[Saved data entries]
====

impl std::fmt::Debug for TurnExecutor {
    fn fmt(&self, f: &mut std::fmt::Formatter<'_>) -> std::fmt::Result {
        f.debug_struct("TurnExecutor")
            .field("router", &self.inner.router)
            .field("tools", &self.inner.tools)
            .field("max_iterations", &self.inner.max_iterations)
            .finish()
    }
}

/// Every open interrupt needs exactly one allowed decision, and nothing else
/// may be decided.
fn check_decisions(
    thread_id: &str,
    interrupts: &[Interrupt],
    decisions: &HashMap<String, Decision>,
) -> Result<()> {
    let unresolved = |message: String| TurnstileError::UnresolvedInterrupt {
        thread_id: thread_id.to_string(),
        message,
    };
    for interrupt in interrupts {
        let Some(decision) = decisions.get(&interrupt.id) else {
            return Err(unresolved(format!(
                "missing decision for interrupt {} ({})",
                interrupt.id, interrupt.pending_action.name
            )));
        };
        if !interrupt.allows(decision.kind()) {
            return Err(unresolved(format!(
                "decision '{}' is not allowed for interrupt {}",
                decision.kind(),
                interrupt.id
            )));
        }
        if let Decision::Edit { edited_action } = decision {
            if !edited_action.id.is_empty() && edited_action.id != interrupt.pending_action.id {
                return Err(unresolved(format!(
                    "edited action id '{}' does not match pending call '{}'",
                    edited_action.id, interrupt.pending_action.id
                )));
            }
        }
    }
    if let Some(extra) = decisions
        .keys()
        .find(|id| !interrupts.iter().any(|interrupt| &interrupt.id == *id))
    {
        return Err(unresolved(format!("no open interrupt with id {extra}")));
    }
    Ok(())
}

/// A batch left behind by a failed turn gets error results for its missing
/// slots so the log never holds a tool call without a result.
fn close_abandoned_batch(checkpoint: &mut Checkpoint) {
    let Some(batch) = checkpoint.pending.take() else {
        return;
    };
    for (call, result) in batch.calls.iter().zip(batch.results) {
        let result = result.unwrap_or_else(|| {
            ToolResult::error(&call.id, "turn ended before this tool call completed")
        });
        checkpoint.messages.push(Message::tool_result(&result));
    }
}

/// Builder for [`TurnExecutor`].
pub struct TurnExecutorBuilder {
    router: ModelRouter,
    tools: Vec<Arc<dyn Tool>>,
    middleware: Vec<Middleware>,
    interrupt_policy: InterruptPolicy,
    structured: Option<StructuredOutput>,
    checkpoints: Option<Arc<dyn CheckpointStore>>,
    store: Option<SharedStore>,
    system_prompt: Option<String>,
    generation: GenerationSettings,
    settings: ExecutorSettings,
    event_sink: Option<TurnEventSink>,
}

====

## [WORK TO BE COMPLETED]
The entries above are to be transcribed in full and without error.

## [PROBLEM SOLUTION]
impl std::fmt::Debug for TurnExecutor {
    fn fmt(&self, f: &mut std::fmt::Formatter<'_>) -> std::fmt::Result {
        f.debug_struct("TurnExecutor")
            .field("router", &self.inner.router)
            .field("tools", &self.inner.tools)
            .field("max_iterations", &self.inner.max_iterations)
            .finish()
    }
}

/// Every open interrupt needs exactly one allowed decision, and nothing else
/// may be decided.
fn check_decisions(
    thread_id: &str,
    interrupts: &[Interrupt],
    decisions: &HashMap<String, Decision>,
) -> Result<()> {
    let unresolved = |message: String| TurnstileError::UnresolvedInterrupt {
        thread_id: thread_id.to_string(),
        message,
    };
    for interrupt in interrupts {
        let Some(decision) = decisions.get(&interrupt.id) else {
            return Err(unresolved(format!(
                "missing decision for interrupt {} ({})",
                interrupt.id, interrupt.pending_action.name
            )));
        };
        if !interrupt.allows(decision.kind()) {
            return Err(unresolved(format!(
                "decision '{}' is not allowed for interrupt {}",
                decision.kind(),
                interrupt.id
            )));
        }
        if let Decision::Edit { edited_action } = decision {
            if !edited_action.id.is_empty() && edited_action.id != interrupt.pending_action.id {
                return Err(unresolved(format!(
                    "edited action id '{}' does not match pending call '{}'",
                    edited_action.id, interrupt.pending_action.id
                )));
            }
        }
    }
    if let Some(extra) = decisions
        .keys()
        .find(|id| !interrupts.iter().any(|interrupt| &interrupt.id == *id))
    {
        return Err(unresolved(format!("no open interrupt with id {extra}")));
    }
    Ok(())
}

/// A batch left behind by a failed turn gets error results for its missing
/// slots so the log never holds a tool call without a result.
fn close_abandoned_batch(checkpoint: &mut Checkpoint) {
    let Some(batch) = checkpoint.pending.take() else {
        return;
    };
    for (call, result) in batch.calls.iter().zip(batch.results) {
        let result = result.unwrap_or_else(|| {
            ToolResult::error(&call.id, "turn ended before this tool call completed")
        });
        checkpoint.messages.push(Message::tool_result(&result));
    }
}

/// Builder for [`TurnExecutor`].
pub struct TurnExecutorBuilder {
    router: ModelRouter,
    tools: Vec<Arc<dyn Tool>>,
    middleware: Vec<Middleware>,
    interrupt_policy: InterruptPolicy,
    structured: Option<StructuredOutput>,
    checkpoints: Option<Arc<dyn CheckpointStore>>,
    store: Option<SharedStore>,
    system_prompt: Option<String>,
    generation: GenerationSettings,
    settings: ExecutorSettings,
    event_sink: Option<TurnEventSink>,
}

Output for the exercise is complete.